[Start of section]
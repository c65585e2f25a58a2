//! # Relational Store
//!
//! SQLite holds cases and their documents and is the source of truth of the
//! system; the object store only caches files that can be located or
//! regenerated from these rows. Connections are opened per operation, always
//! from the blocking pool.
//!
//! Status transitions lock the database with an `IMMEDIATE` transaction
//! before reading the current status. SQLite has no row locks, so this is
//! how concurrent transitions on one case are serialized.

pub mod cases;
pub mod documents;

use crate::deadline::Deadline;
use rusqlite::{Connection, Transaction, TransactionBehavior};
use std::path::PathBuf;
use std::time::Duration;

/// Schema steps; `PRAGMA user_version` records how many have run.
const MIGRATIONS: &[&str] = &[
    "CREATE TABLE cases (
        id TEXT PRIMARY KEY,
        workflow TEXT NOT NULL,
        status TEXT NOT NULL,
        payload TEXT NOT NULL,
        document_number TEXT,
        document_date TEXT,
        signer_id TEXT,
        note TEXT,
        created_at TEXT NOT NULL,
        modified_at TEXT NOT NULL
    );
    CREATE INDEX cases_workflow ON cases (workflow);
    CREATE TABLE documents (
        id INTEGER PRIMARY KEY AUTOINCREMENT,
        case_id TEXT NOT NULL REFERENCES cases (id) ON DELETE CASCADE,
        filename TEXT NOT NULL UNIQUE,
        document_name TEXT NOT NULL,
        role TEXT NOT NULL,
        attendee_id TEXT NOT NULL DEFAULT '',
        document_number TEXT,
        document_date TEXT,
        signer_id TEXT,
        note TEXT,
        created_at TEXT NOT NULL,
        is_signed INTEGER NOT NULL DEFAULT 0,
        signed_at TEXT
    );
    CREATE INDEX documents_case ON documents (case_id);",
];

#[derive(Debug, Clone)]
pub struct Database {
    path: PathBuf,
}

impl Database {
    /// Opens the database file, creating it and applying pending migrations.
    pub fn open(path: impl Into<PathBuf>) -> rusqlite::Result<Self> {
        let db = Self { path: path.into() };
        db.migrate()?;
        Ok(db)
    }

    /// A new connection whose lock wait is bounded by the deadline.
    pub fn connect(&self, deadline: &Deadline) -> rusqlite::Result<Connection> {
        let conn = Connection::open(&self.path)?;
        conn.busy_timeout(deadline.remaining().max(Duration::from_millis(1)))?;
        conn.pragma_update(None, "foreign_keys", "ON")?;
        Ok(conn)
    }

    fn migrate(&self) -> rusqlite::Result<()> {
        let mut conn = Connection::open(&self.path)?;
        let tx = immediate(&mut conn)?;
        let applied: i64 = tx.pragma_query_value(None, "user_version", |row| row.get(0))?;
        for (index, step) in MIGRATIONS.iter().enumerate().skip(applied.max(0) as usize) {
            tx.execute_batch(step)?;
            tx.pragma_update(None, "user_version", (index + 1) as i64)?;
            log::info!("applied database migration {}", index + 1);
        }
        tx.commit()
    }
}

/// Starts a transaction that takes the write lock immediately.
pub fn immediate(conn: &mut Connection) -> rusqlite::Result<Transaction<'_>> {
    conn.transaction_with_behavior(TransactionBehavior::Immediate)
}

/// Wraps a message into a column conversion error.
pub(crate) fn conversion_error(column: usize, message: String) -> rusqlite::Error {
    rusqlite::Error::FromSqlConversionFailure(
        column,
        rusqlite::types::Type::Text,
        message.into(),
    )
}
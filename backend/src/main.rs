mod config;
mod db;
mod deadline;
mod error;
mod generation;
mod job_controller;
mod maintenance;
mod render;
mod services;
mod storage;
mod templates;
#[cfg(test)]
mod test_support;
mod workflows;

use crate::config::Config;
use crate::db::Database;
use crate::error::ErrorTaxonomy;
use crate::generation::DocumentGenerator;
use crate::job_controller::state::JobsState;
use crate::render::subprocess::SubprocessRenderer;
use crate::services::AppState;
use crate::storage::local::LocalFsStorage;
use crate::storage::signing::UrlSigner;
use crate::templates::TemplateRepository;
use crate::workflows::CaseService;
use actix_web::{web, App, HttpServer};
use env_logger::Env;
use log::info;
use std::io;
use std::sync::Arc;

fn startup_error(context: &str, err: impl std::fmt::Display) -> io::Error {
    io::Error::new(io::ErrorKind::Other, format!("{}: {}", context, err))
}

#[actix_web::main]
async fn main() -> io::Result<()> {
    env_logger::init_from_env(Env::default().default_filter_or("info"));

    let config = match Config::from_env() {
        Ok(config) => config,
        Err(e) => {
            log::error!("invalid configuration: {}", e);
            std::process::exit(1);
        }
    };

    std::fs::create_dir_all(&config.scratch_dir)?;
    let db = Database::open(&config.database_path)
        .map_err(|e| startup_error("failed to open database", e))?;
    let storage = Arc::new(
        LocalFsStorage::new(&config.storage_root, config.temp_ttl)
            .map_err(|e| startup_error("failed to open storage", e))?,
    );
    let signer = Arc::new(
        UrlSigner::new(
            config.public_base_url.clone(),
            config.signing_secret.as_bytes(),
            config.signed_url_ttl,
        )
        .map_err(|e| startup_error("invalid signing secret", e))?,
    );
    let renderer = Arc::new(SubprocessRenderer {
        docx_cmd: config.docx_cmd.clone(),
        docx_args: config.docx_args.clone(),
        soffice_cmd: config.soffice_cmd.clone(),
        soffice_args: config.soffice_args.clone(),
        scratch_dir: config.scratch_dir.clone(),
    });
    let templates = TemplateRepository::new(storage.clone(), &config.scratch_dir);
    let generator = DocumentGenerator::new(
        storage.clone(),
        templates.clone(),
        renderer,
        &config.scratch_dir,
    );
    let cases = CaseService::new(db.clone(), storage.clone(), signer.clone(), generator);
    let state = AppState {
        cases,
        storage,
        signer,
        templates,
        db,
        scratch_dir: config.scratch_dir.clone(),
        request_timeout: config.request_timeout,
        max_upload_bytes: config.max_upload_bytes,
    };

    // Initialize job controller state
    let (jobs_state, rx) = JobsState::new(100);
    let updater_state = jobs_state.clone();
    tokio::spawn(async move {
        job_controller::state::start_job_updater(updater_state, rx).await;
    });

    let taxonomy = ErrorTaxonomy::default();
    let max_upload_bytes = config.max_upload_bytes;
    info!(
        "Server running at http://{}:{} (public base {})",
        config.host, config.port, config.public_base_url
    );

    HttpServer::new(move || {
        App::new()
            .app_data(error::json_config(max_upload_bytes))
            .app_data(error::query_config())
            .app_data(web::PayloadConfig::new(max_upload_bytes))
            .app_data(web::Data::new(taxonomy.clone()))
            .app_data(web::Data::new(state.clone()))
            .app_data(web::Data::new(jobs_state.clone()))
            .configure(services::configure)
    })
    .bind((config.host.as_str(), config.port))?
    .run()
    .await
}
[End of section]
_ACTION ITEM_
From the first line of the listing above to the line with "filename TEXT NOT", please transcribe each line exactly, both ends included, and nothing beyond that.

_RESPONSE BOX_
repository c65585e2f25a58a2
//! # Relational Store
//!
//! SQLite holds cases and their documents and is the source of truth of the
//! system; the object store only caches files that can be located or
//! regenerated from these rows. Connections are opened per operation, always
//! from the blocking pool.
//!
//! Status transitions lock the database with an `IMMEDIATE` transaction
//! before reading the current status. SQLite has no row locks, so this is
//! how concurrent transitions on one case are serialized.

pub mod cases;
pub mod documents;

use crate::deadline::Deadline;
use rusqlite::{Connection, Transaction, TransactionBehavior};
use std::path::PathBuf;
use std::time::Duration;

/// Schema steps; `PRAGMA user_version` records how many have run.
const MIGRATIONS: &[&str] = &[
    "CREATE TABLE cases (
        id TEXT PRIMARY KEY,
        workflow TEXT NOT NULL,
        status TEXT NOT NULL,
        payload TEXT NOT NULL,
        document_number TEXT,
        document_date TEXT,
        signer_id TEXT,
        note TEXT,
        created_at TEXT NOT NULL,
        modified_at TEXT NOT NULL
    );
    CREATE INDEX cases_workflow ON cases (workflow);
    CREATE TABLE documents (
        id INTEGER PRIMARY KEY AUTOINCREMENT,
        case_id TEXT NOT NULL REFERENCES cases (id) ON DELETE CASCADE,
        filename TEXT NOT NULL UNIQUE,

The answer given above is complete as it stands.